_Dataset excerpts_
════════════════
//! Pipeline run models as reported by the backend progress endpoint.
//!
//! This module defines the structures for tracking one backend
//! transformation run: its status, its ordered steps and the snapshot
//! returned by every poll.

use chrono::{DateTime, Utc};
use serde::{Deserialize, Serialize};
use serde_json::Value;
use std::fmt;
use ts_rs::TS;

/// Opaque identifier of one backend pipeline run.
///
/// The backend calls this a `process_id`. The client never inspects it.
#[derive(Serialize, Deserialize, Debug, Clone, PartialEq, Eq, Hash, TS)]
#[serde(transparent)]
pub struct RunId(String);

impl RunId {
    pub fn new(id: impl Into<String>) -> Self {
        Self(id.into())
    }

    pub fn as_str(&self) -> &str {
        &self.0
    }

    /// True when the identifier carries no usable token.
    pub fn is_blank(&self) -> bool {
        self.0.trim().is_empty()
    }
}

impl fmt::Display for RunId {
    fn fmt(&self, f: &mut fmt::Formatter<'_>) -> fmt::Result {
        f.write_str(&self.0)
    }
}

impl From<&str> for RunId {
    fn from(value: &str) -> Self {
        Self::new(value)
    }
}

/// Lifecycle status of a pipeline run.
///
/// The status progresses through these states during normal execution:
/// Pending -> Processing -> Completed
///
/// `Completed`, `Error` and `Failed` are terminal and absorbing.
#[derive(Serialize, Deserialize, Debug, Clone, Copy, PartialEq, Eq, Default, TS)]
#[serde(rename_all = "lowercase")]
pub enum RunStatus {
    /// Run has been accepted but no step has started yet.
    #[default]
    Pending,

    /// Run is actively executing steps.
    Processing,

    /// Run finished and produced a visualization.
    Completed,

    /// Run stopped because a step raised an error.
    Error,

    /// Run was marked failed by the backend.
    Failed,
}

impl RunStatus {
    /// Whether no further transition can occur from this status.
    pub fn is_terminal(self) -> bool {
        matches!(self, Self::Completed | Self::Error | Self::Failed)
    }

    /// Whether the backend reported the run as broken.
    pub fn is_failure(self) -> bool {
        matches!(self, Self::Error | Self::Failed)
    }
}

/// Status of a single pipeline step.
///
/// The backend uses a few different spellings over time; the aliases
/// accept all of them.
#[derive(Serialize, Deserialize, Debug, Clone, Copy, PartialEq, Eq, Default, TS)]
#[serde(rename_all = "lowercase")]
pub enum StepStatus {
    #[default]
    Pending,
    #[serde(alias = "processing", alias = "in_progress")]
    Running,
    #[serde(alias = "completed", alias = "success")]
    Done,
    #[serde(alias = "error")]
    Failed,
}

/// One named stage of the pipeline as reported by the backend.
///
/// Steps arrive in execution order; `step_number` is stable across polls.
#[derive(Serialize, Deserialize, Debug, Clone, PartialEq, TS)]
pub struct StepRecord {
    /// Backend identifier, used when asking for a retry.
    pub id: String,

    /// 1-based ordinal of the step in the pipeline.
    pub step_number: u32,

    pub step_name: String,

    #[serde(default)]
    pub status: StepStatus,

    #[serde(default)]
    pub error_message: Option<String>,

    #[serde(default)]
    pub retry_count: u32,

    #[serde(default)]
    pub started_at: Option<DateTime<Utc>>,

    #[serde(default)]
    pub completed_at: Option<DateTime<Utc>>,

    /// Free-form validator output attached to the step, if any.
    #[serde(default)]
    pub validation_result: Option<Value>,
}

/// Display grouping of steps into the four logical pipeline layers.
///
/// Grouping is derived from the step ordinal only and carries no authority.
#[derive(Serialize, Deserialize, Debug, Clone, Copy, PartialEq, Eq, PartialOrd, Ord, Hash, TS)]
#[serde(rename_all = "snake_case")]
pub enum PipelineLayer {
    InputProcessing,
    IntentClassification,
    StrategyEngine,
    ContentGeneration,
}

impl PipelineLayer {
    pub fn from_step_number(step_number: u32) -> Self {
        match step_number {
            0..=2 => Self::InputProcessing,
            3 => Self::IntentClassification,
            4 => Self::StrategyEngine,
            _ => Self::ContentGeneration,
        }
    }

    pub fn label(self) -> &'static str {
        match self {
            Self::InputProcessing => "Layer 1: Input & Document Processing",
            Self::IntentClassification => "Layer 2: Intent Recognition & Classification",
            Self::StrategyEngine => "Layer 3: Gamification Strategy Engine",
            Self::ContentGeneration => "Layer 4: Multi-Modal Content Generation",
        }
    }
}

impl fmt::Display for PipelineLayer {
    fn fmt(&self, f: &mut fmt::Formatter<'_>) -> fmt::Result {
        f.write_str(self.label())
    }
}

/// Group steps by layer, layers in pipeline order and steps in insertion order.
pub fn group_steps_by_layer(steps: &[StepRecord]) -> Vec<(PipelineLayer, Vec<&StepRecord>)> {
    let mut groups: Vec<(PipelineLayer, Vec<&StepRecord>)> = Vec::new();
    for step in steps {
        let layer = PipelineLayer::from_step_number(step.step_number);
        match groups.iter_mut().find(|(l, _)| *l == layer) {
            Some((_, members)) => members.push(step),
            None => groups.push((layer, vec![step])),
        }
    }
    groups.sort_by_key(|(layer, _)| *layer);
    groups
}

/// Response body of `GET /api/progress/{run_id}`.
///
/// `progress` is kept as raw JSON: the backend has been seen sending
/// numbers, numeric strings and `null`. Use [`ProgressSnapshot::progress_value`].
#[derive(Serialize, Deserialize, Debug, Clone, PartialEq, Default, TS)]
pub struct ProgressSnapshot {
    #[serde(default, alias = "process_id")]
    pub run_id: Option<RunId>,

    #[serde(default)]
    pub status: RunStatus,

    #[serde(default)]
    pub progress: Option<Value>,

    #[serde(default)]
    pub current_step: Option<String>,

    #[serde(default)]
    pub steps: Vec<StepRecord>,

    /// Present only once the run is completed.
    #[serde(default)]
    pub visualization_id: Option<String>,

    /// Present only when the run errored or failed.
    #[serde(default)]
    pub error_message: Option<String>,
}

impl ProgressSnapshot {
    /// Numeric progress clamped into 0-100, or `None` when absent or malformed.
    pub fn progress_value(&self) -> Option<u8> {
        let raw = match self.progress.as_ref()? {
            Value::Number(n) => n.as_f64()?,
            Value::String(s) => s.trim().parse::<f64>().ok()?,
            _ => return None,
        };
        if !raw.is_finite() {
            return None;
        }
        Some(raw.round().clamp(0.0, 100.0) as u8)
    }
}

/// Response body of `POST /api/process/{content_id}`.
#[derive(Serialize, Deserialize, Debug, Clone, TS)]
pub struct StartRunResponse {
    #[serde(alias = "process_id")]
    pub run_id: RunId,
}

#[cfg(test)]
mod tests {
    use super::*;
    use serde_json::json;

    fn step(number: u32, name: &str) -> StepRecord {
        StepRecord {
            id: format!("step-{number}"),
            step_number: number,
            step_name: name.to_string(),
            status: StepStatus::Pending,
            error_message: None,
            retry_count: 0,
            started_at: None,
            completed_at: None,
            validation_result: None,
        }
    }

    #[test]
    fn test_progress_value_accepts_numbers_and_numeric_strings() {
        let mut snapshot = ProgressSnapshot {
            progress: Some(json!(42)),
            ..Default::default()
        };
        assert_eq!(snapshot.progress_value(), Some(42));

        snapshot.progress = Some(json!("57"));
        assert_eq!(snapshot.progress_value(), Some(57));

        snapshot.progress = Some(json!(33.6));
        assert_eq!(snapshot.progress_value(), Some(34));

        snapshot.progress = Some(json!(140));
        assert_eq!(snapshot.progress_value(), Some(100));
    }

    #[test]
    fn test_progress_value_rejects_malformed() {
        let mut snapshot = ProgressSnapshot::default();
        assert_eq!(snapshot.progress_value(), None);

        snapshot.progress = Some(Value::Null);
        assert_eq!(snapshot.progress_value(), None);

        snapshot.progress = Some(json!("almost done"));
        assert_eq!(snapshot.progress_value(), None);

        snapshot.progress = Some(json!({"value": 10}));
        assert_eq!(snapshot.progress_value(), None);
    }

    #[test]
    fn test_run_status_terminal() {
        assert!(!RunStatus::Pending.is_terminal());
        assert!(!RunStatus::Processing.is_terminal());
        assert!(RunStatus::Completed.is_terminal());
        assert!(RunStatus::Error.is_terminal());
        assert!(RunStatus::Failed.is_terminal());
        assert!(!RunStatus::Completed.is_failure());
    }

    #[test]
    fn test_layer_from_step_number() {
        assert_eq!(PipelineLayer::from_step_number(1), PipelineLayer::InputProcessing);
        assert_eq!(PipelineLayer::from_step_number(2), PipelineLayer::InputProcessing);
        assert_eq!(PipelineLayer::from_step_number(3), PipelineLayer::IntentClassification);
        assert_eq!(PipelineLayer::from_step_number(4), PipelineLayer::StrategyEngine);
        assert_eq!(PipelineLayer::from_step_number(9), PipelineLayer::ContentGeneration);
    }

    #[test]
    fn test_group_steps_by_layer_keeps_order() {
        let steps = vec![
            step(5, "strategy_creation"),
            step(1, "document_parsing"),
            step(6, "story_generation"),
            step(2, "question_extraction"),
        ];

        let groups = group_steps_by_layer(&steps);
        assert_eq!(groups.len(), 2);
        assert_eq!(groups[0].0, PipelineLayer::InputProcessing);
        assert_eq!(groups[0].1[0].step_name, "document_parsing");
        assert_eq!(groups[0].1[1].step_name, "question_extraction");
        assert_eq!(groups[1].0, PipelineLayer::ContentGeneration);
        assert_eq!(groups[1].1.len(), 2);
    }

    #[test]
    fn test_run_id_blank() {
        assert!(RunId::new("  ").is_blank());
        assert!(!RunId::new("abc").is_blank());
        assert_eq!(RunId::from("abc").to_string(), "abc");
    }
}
════════════════
_YOUR TASK_
Across the records above, count the lines holding "reported" and write down only that count.

_RESULT FOR THIS TASK_
3